Task directions:
In the records below, begin at the line containing "keys were new." and end at the line containing "no particular order."; quote every line in that span exactly, including both boundary lines, and no others.

Task inputs:
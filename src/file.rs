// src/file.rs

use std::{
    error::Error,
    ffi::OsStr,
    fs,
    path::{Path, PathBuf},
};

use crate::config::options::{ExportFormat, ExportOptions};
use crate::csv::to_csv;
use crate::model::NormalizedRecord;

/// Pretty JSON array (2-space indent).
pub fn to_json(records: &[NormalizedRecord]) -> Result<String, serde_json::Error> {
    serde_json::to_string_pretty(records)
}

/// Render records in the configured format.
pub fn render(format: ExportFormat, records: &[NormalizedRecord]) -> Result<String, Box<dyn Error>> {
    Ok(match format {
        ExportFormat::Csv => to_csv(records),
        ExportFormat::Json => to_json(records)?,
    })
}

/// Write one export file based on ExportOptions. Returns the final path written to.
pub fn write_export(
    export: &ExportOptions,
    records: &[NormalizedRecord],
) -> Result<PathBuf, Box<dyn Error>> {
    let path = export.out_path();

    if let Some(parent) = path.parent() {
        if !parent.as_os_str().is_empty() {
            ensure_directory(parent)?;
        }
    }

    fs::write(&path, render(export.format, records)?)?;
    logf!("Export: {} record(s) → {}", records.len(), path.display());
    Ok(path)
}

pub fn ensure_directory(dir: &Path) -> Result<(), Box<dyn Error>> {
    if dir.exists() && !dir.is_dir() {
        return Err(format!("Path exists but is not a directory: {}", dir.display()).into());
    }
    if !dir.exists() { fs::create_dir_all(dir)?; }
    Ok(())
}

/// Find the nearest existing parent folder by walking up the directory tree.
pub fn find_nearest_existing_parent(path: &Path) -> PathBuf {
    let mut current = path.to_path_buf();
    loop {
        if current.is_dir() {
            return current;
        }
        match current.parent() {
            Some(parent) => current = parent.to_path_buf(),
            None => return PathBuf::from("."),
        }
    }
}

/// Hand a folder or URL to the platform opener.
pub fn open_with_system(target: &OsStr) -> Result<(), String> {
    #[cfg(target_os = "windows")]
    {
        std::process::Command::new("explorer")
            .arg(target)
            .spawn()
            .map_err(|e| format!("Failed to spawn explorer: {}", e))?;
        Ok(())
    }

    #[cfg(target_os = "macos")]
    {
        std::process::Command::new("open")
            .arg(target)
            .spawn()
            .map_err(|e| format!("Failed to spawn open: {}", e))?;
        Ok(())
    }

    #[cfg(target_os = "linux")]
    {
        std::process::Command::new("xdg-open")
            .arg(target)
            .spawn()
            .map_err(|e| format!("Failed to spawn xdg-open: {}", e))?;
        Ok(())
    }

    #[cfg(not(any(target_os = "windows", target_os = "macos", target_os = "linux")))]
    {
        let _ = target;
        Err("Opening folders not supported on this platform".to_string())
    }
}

---

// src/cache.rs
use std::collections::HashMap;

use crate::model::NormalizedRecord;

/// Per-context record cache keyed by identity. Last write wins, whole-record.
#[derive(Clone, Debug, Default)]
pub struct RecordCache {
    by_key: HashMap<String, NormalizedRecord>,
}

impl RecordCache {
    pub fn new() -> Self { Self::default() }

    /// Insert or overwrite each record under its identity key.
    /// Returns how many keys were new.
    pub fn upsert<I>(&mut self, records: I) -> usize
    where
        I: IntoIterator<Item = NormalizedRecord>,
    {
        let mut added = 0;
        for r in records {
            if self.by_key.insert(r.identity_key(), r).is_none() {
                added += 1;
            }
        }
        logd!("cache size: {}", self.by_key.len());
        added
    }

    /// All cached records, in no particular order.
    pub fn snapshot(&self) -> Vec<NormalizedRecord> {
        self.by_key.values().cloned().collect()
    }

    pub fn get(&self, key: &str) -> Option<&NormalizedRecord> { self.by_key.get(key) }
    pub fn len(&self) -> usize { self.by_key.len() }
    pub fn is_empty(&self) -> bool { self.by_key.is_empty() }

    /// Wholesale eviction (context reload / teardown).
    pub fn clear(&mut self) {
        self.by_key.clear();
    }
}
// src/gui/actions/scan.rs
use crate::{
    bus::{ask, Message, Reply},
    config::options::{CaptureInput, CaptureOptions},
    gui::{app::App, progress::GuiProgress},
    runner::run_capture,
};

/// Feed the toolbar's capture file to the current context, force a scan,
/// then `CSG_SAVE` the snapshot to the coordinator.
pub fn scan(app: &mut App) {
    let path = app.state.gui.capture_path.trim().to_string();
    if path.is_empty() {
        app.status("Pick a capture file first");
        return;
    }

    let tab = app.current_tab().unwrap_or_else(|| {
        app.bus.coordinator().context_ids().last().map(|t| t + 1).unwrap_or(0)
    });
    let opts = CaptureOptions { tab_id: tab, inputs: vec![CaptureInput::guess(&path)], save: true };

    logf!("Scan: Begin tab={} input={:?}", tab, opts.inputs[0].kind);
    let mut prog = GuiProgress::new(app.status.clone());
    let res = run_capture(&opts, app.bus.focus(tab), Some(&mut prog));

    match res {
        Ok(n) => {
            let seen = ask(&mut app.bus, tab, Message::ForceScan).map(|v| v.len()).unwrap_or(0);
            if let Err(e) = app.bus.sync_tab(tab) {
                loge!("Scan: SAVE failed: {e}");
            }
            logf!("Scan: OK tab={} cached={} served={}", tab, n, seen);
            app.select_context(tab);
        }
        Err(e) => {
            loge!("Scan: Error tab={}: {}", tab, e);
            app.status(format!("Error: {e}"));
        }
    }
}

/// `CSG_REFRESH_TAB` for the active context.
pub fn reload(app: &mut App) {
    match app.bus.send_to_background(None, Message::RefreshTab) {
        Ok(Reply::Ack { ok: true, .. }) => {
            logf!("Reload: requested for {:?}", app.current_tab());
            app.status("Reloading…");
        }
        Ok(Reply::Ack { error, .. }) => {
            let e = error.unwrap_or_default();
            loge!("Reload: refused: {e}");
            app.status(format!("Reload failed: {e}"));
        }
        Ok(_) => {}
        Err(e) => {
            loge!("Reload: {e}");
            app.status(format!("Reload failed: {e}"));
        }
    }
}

Solution for this problem:
    /// Returns how many keys were new.
    pub fn upsert<I>(&mut self, records: I) -> usize
    where
        I: IntoIterator<Item = NormalizedRecord>,
    {
        let mut added = 0;
        for r in records {
            if self.by_key.insert(r.identity_key(), r).is_none() {
                added += 1;
            }
        }
        logd!("cache size: {}", self.by_key.len());
        added
    }

    /// All cached records, in no particular order.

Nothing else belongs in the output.